Directions for this task :: Output the data exactly, with every line intact.

--------------------

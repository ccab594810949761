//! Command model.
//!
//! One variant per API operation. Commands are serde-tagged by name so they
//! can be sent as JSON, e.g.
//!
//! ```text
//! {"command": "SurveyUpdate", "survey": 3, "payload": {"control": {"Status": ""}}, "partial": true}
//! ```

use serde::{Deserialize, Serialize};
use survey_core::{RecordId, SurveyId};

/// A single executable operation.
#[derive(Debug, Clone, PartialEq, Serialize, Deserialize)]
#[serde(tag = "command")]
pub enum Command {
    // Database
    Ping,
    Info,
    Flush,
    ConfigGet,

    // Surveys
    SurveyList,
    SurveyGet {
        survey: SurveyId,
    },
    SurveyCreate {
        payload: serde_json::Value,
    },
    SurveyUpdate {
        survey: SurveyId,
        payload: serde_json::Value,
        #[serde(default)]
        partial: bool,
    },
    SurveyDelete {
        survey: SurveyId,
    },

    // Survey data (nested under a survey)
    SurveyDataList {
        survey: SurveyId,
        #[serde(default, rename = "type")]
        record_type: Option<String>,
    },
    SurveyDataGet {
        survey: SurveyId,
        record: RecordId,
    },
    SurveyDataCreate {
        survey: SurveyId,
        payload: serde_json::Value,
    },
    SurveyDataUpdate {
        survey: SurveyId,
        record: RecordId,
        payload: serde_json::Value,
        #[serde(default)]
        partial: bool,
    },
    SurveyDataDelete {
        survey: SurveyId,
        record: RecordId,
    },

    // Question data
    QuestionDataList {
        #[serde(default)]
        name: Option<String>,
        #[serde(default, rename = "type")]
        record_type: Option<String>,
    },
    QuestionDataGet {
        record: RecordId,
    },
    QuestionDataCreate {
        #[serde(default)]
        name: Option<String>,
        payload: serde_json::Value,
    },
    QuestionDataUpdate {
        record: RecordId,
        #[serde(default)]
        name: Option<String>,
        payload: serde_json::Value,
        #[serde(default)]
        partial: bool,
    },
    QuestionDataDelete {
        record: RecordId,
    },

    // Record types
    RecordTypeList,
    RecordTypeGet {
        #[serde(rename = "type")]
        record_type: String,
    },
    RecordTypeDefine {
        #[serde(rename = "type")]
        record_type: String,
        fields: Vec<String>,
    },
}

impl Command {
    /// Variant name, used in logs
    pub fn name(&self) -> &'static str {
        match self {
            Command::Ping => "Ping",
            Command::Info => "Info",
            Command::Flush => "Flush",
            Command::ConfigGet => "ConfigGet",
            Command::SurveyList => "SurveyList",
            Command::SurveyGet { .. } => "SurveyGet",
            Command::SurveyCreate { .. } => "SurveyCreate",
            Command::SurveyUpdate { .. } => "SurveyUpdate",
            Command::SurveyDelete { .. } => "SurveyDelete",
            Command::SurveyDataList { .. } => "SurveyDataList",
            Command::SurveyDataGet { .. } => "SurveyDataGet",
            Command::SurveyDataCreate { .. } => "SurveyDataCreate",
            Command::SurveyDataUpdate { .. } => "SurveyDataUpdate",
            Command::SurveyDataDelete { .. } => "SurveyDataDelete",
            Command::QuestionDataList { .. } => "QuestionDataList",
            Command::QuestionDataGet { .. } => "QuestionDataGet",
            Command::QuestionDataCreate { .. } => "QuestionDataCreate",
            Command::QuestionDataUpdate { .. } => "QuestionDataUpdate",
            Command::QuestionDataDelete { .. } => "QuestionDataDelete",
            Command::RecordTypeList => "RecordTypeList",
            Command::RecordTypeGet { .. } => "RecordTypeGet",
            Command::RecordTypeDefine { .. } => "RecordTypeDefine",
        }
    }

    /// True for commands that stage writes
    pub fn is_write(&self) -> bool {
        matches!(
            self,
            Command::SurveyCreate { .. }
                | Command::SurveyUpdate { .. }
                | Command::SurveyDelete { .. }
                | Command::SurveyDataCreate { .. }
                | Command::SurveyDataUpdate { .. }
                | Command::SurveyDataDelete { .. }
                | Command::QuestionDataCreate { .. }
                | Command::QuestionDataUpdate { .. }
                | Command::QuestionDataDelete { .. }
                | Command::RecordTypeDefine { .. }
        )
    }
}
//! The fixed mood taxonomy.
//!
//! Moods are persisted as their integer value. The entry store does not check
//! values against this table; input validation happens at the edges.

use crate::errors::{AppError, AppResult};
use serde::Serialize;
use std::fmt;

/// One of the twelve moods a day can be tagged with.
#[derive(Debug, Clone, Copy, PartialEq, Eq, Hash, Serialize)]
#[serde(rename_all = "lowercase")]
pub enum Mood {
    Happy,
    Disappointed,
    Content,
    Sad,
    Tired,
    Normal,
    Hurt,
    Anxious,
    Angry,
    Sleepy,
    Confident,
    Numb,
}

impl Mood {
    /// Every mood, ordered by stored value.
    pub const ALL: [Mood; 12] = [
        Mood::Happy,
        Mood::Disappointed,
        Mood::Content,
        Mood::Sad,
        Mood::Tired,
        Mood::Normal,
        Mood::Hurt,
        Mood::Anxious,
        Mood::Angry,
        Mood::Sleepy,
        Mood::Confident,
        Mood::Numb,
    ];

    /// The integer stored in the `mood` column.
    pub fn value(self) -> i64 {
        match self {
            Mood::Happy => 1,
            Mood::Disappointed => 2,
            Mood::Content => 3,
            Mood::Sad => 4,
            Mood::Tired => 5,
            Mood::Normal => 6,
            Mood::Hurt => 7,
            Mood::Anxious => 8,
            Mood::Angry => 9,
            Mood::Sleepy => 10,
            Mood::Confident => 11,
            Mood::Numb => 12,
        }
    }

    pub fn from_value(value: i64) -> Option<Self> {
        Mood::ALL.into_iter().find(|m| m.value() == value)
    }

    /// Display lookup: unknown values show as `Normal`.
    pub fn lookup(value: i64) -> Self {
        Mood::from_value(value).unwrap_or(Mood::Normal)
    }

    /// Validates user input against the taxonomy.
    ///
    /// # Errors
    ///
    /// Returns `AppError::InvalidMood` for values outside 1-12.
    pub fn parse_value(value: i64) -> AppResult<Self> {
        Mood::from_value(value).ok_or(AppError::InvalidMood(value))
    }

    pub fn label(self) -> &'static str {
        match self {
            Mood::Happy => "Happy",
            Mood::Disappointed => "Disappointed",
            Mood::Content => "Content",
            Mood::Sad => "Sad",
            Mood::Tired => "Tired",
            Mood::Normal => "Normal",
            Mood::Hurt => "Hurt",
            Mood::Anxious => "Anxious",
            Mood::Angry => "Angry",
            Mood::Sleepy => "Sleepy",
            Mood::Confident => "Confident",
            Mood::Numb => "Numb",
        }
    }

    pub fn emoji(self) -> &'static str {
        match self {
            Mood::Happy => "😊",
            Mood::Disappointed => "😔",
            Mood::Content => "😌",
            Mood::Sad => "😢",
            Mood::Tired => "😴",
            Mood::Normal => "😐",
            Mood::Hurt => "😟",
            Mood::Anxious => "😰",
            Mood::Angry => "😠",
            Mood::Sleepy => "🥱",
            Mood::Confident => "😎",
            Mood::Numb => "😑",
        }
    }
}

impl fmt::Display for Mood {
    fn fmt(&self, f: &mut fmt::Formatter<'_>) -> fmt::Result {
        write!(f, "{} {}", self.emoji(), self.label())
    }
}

--------------------

Response area ::
repository ccab594810949761
//! Command model.
//!
//! One variant per API operation. Commands are serde-tagged by name so they
//! can be sent as JSON, e.g.
//!
//! ```text
//! {"command": "SurveyUpdate", "survey": 3, "payload": {"control": {"Status": ""}}, "partial": true}
//! ```

use serde::{Deserialize, Serialize};
use survey_core::{RecordId, SurveyId};

/// A single executable operation.
#[derive(Debug, Clone, PartialEq, Serialize, Deserialize)]
#[serde(tag = "command")]
pub enum Command {
    // Database
    Ping,
    Info,
    Flush,
    ConfigGet,

    // Surveys
    SurveyList,
    SurveyGet {
        survey: SurveyId,
    },
    SurveyCreate {
        payload: serde_json::Value,
    },
    SurveyUpdate {
        survey: SurveyId,
        payload: serde_json::Value,
        #[serde(default)]
        partial: bool,
    },
    SurveyDelete {
        survey: SurveyId,
    },

    // Survey data (nested under a survey)
    SurveyDataList {
        survey: SurveyId,
        #[serde(default, rename = "type")]
        record_type: Option<String>,
    },
    SurveyDataGet {
        survey: SurveyId,
        record: RecordId,
    },
    SurveyDataCreate {
        survey: SurveyId,
        payload: serde_json::Value,
    },
    SurveyDataUpdate {
        survey: SurveyId,
        record: RecordId,
        payload: serde_json::Value,
        #[serde(default)]
        partial: bool,
    },
    SurveyDataDelete {
        survey: SurveyId,
        record: RecordId,
    },

    // Question data
    QuestionDataList {
        #[serde(default)]
        name: Option<String>,
        #[serde(default, rename = "type")]
        record_type: Option<String>,
    },
    QuestionDataGet {
        record: RecordId,
    },
    QuestionDataCreate {
        #[serde(default)]
        name: Option<String>,
        payload: serde_json::Value,
    },
    QuestionDataUpdate {
        record: RecordId,
        #[serde(default)]
        name: Option<String>,
        payload: serde_json::Value,
        #[serde(default)]
        partial: bool,
    },
    QuestionDataDelete {
        record: RecordId,
    },

    // Record types
    RecordTypeList,
    RecordTypeGet {
        #[serde(rename = "type")]
        record_type: String,
    },
    RecordTypeDefine {
        #[serde(rename = "type")]
        record_type: String,
        fields: Vec<String>,
    },
}

impl Command {
    /// Variant name, used in logs
    pub fn name(&self) -> &'static str {
        match self {
            Command::Ping => "Ping",
            Command::Info => "Info",
            Command::Flush => "Flush",
            Command::ConfigGet => "ConfigGet",
            Command::SurveyList => "SurveyList",
            Command::SurveyGet { .. } => "SurveyGet",
            Command::SurveyCreate { .. } => "SurveyCreate",
            Command::SurveyUpdate { .. } => "SurveyUpdate",
            Command::SurveyDelete { .. } => "SurveyDelete",
            Command::SurveyDataList { .. } => "SurveyDataList",
            Command::SurveyDataGet { .. } => "SurveyDataGet",
            Command::SurveyDataCreate { .. } => "SurveyDataCreate",
            Command::SurveyDataUpdate { .. } => "SurveyDataUpdate",
            Command::SurveyDataDelete { .. } => "SurveyDataDelete",
            Command::QuestionDataList { .. } => "QuestionDataList",
            Command::QuestionDataGet { .. } => "QuestionDataGet",
            Command::QuestionDataCreate { .. } => "QuestionDataCreate",
            Command::QuestionDataUpdate { .. } => "QuestionDataUpdate",
            Command::QuestionDataDelete { .. } => "QuestionDataDelete",
            Command::RecordTypeList => "RecordTypeList",
            Command::RecordTypeGet { .. } => "RecordTypeGet",
            Command::RecordTypeDefine { .. } => "RecordTypeDefine",
        }
    }

    /// True for commands that stage writes
    pub fn is_write(&self) -> bool {
        matches!(
            self,
            Command::SurveyCreate { .. }
                | Command::SurveyUpdate { .. }
                | Command::SurveyDelete { .. }
                | Command::SurveyDataCreate { .. }
                | Command::SurveyDataUpdate { .. }
                | Command::SurveyDataDelete { .. }
                | Command::QuestionDataCreate { .. }
                | Command::QuestionDataUpdate { .. }
                | Command::QuestionDataDelete { .. }
                | Command::RecordTypeDefine { .. }
        )
    }
}
//! The fixed mood taxonomy.
//!
//! Moods are persisted as their integer value. The entry store does not check
//! values against this table; input validation happens at the edges.

use crate::errors::{AppError, AppResult};
use serde::Serialize;
use std::fmt;

/// One of the twelve moods a day can be tagged with.
#[derive(Debug, Clone, Copy, PartialEq, Eq, Hash, Serialize)]
#[serde(rename_all = "lowercase")]
pub enum Mood {
    Happy,
    Disappointed,
    Content,
    Sad,
    Tired,
    Normal,
    Hurt,
    Anxious,
    Angry,
    Sleepy,
    Confident,
    Numb,
}

impl Mood {
    /// Every mood, ordered by stored value.
    pub const ALL: [Mood; 12] = [
        Mood::Happy,
        Mood::Disappointed,
        Mood::Content,
        Mood::Sad,
        Mood::Tired,
        Mood::Normal,
        Mood::Hurt,
        Mood::Anxious,
        Mood::Angry,
        Mood::Sleepy,
        Mood::Confident,
        Mood::Numb,
    ];

    /// The integer stored in the `mood` column.
    pub fn value(self) -> i64 {
        match self {
            Mood::Happy => 1,
            Mood::Disappointed => 2,
            Mood::Content => 3,
            Mood::Sad => 4,
            Mood::Tired => 5,
            Mood::Normal => 6,
            Mood::Hurt => 7,
            Mood::Anxious => 8,
            Mood::Angry => 9,
            Mood::Sleepy => 10,
            Mood::Confident => 11,
            Mood::Numb => 12,
        }
    }

    pub fn from_value(value: i64) -> Option<Self> {
        Mood::ALL.into_iter().find(|m| m.value() == value)
    }

    /// Display lookup: unknown values show as `Normal`.
    pub fn lookup(value: i64) -> Self {
        Mood::from_value(value).unwrap_or(Mood::Normal)
    }

    /// Validates user input against the taxonomy.
    ///
    /// # Errors
    ///
    /// Returns `AppError::InvalidMood` for values outside 1-12.
    pub fn parse_value(value: i64) -> AppResult<Self> {
        Mood::from_value(value).ok_or(AppError::InvalidMood(value))
    }

    pub fn label(self) -> &'static str {
        match self {
            Mood::Happy => "Happy",
            Mood::Disappointed => "Disappointed",
            Mood::Content => "Content",
            Mood::Sad => "Sad",
            Mood::Tired => "Tired",
            Mood::Normal => "Normal",
            Mood::Hurt => "Hurt",
            Mood::Anxious => "Anxious",
            Mood::Angry => "Angry",
            Mood::Sleepy => "Sleepy",
            Mood::Confident => "Confident",
            Mood::Numb => "Numb",
        }
    }

    pub fn emoji(self) -> &'static str {
        match self {
            Mood::Happy => "😊",
            Mood::Disappointed => "😔",
            Mood::Content => "😌",
            Mood::Sad => "😢",
            Mood::Tired => "😴",
            Mood::Normal => "😐",
            Mood::Hurt => "😟",
            Mood::Anxious => "😰",
            Mood::Angry => "😠",
            Mood::Sleepy => "🥱",
            Mood::Confident => "😎",
            Mood::Numb => "😑",
        }
    }
}

impl fmt::Display for Mood {
    fn fmt(&self, f: &mut fmt::Formatter<'_>) -> fmt::Result {
        write!(f, "{} {}", self.emoji(), self.label())
    }
}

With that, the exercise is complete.